=== WHAT THIS TASK INVOLVES ===
Return the lines below that contain "docker".

=== MATERIALS PROVIDED ===
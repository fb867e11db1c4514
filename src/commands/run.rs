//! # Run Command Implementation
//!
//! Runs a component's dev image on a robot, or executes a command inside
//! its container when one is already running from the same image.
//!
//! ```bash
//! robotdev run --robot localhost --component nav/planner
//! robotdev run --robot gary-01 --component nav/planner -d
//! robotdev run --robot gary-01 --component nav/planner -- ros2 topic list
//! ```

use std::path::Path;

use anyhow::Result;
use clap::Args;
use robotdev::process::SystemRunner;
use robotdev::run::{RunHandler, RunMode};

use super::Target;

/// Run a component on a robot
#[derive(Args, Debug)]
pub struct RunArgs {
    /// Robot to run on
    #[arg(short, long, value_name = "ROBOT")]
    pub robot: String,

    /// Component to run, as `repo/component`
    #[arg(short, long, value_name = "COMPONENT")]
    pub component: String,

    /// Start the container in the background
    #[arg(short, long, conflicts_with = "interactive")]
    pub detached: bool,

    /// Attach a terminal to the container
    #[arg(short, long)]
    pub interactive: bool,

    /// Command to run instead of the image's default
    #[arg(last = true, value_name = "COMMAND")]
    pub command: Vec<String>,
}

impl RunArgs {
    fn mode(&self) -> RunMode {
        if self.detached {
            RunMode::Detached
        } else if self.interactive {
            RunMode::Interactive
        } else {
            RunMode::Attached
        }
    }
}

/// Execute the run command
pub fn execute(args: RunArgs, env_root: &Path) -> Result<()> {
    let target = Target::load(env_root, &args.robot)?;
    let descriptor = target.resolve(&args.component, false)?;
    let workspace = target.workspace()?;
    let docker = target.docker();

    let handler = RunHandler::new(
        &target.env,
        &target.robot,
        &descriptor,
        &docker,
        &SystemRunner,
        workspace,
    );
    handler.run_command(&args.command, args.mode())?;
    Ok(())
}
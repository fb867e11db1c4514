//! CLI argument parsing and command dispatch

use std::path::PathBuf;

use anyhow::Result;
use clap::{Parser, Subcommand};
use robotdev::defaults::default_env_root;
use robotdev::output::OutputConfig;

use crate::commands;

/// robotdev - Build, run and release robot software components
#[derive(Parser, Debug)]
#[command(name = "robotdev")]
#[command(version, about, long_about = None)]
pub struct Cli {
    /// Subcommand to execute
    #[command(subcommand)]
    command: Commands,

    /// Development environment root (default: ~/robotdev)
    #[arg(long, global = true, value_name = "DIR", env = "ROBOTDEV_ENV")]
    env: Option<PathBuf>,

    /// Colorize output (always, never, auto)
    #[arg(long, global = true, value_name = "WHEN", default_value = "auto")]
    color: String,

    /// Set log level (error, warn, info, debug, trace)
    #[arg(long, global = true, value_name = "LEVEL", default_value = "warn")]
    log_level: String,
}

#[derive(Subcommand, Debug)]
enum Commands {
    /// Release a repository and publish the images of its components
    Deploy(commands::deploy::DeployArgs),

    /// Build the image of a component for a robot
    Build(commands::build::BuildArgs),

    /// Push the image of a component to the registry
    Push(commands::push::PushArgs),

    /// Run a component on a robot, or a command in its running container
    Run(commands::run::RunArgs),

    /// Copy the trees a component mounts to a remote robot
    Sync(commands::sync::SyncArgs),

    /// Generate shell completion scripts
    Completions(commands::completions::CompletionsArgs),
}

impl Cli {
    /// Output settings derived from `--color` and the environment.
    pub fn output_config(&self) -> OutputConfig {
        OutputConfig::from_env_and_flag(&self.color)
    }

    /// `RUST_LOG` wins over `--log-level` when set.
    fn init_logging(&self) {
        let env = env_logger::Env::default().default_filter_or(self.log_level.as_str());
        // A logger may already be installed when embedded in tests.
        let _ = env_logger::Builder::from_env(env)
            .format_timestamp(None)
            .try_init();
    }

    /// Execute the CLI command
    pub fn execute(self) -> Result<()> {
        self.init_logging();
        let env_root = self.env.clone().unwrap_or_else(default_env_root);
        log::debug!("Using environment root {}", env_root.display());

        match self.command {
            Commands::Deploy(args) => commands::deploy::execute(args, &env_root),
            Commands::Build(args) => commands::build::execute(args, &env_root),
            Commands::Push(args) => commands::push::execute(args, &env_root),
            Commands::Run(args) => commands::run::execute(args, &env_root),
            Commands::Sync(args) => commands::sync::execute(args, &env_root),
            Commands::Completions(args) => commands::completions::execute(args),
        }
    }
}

--

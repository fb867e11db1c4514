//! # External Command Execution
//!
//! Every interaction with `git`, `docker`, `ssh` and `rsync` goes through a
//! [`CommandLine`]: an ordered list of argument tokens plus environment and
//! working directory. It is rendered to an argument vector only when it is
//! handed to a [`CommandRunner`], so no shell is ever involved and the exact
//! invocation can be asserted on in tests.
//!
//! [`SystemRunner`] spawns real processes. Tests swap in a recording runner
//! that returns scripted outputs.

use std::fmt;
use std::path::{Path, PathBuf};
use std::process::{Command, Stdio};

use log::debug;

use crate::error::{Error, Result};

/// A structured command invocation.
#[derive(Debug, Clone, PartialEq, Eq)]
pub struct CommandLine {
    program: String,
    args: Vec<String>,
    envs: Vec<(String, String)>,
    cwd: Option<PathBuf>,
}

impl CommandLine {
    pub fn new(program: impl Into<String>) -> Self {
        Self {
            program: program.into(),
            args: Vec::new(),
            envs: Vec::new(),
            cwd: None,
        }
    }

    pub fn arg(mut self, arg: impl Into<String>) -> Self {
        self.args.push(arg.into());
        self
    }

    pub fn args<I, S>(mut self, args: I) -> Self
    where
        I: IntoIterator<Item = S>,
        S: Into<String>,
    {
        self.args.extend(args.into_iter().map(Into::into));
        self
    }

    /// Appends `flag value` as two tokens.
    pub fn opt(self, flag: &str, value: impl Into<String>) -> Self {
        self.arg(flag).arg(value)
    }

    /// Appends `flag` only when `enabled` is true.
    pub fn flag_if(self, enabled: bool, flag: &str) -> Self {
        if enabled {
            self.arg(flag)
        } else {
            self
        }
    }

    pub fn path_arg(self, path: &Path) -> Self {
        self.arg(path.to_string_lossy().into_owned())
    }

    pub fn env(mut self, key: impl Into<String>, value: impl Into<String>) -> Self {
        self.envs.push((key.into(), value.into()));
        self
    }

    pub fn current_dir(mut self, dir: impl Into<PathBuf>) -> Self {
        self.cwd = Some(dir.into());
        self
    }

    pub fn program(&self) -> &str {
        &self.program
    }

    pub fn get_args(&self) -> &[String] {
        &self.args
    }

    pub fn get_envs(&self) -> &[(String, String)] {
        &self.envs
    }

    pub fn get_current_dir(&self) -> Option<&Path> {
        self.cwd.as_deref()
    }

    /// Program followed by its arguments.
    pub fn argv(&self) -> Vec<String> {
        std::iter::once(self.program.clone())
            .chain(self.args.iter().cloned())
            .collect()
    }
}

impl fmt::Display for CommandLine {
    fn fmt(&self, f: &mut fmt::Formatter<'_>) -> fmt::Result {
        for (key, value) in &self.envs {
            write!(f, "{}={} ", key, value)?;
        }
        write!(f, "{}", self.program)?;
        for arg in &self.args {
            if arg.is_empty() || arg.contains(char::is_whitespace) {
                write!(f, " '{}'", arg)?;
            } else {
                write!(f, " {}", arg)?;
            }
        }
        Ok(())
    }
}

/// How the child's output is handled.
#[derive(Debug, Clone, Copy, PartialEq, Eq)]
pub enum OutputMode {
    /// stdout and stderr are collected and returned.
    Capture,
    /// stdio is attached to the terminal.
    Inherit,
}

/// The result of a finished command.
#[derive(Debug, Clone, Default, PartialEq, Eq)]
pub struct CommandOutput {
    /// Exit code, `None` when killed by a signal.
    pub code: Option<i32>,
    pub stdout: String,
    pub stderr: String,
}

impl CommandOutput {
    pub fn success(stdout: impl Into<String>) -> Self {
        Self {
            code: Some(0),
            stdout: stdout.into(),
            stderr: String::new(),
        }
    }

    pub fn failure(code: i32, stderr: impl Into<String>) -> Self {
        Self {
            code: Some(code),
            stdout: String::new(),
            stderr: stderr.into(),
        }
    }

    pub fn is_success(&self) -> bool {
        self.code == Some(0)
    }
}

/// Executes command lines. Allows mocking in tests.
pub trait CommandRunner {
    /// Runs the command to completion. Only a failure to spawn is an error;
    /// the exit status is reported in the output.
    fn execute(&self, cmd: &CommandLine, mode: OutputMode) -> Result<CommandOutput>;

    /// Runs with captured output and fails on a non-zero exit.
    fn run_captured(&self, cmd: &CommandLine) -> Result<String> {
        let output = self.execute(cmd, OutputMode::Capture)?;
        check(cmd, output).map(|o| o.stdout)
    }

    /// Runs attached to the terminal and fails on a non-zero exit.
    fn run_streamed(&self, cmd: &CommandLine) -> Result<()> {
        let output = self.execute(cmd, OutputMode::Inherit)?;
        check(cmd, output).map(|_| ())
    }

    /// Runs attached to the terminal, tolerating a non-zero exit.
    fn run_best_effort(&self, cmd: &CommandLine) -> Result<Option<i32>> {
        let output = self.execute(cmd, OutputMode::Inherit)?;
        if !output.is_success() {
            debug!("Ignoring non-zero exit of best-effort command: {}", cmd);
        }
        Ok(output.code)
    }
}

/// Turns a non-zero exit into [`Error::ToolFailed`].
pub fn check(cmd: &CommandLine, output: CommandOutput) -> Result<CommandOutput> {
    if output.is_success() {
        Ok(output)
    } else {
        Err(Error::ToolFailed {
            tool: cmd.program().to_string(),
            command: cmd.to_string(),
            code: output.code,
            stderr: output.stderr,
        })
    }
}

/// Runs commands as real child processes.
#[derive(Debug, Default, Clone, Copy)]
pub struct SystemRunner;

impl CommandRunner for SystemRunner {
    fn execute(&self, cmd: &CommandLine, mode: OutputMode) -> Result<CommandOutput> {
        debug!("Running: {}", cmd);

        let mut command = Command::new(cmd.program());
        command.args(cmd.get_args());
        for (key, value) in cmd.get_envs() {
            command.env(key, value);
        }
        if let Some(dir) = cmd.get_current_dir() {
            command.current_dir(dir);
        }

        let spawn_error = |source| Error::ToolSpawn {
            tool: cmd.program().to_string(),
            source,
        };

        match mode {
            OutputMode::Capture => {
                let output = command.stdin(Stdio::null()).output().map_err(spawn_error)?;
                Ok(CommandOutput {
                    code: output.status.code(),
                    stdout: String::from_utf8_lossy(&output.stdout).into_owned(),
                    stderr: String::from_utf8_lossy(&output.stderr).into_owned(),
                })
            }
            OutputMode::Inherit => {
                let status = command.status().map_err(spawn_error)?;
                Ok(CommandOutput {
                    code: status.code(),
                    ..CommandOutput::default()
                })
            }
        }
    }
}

=== RESULT ===
    let docker = target.docker();
        &docker,
//! Every interaction with `git`, `docker`, `ssh` and `rsync` goes through a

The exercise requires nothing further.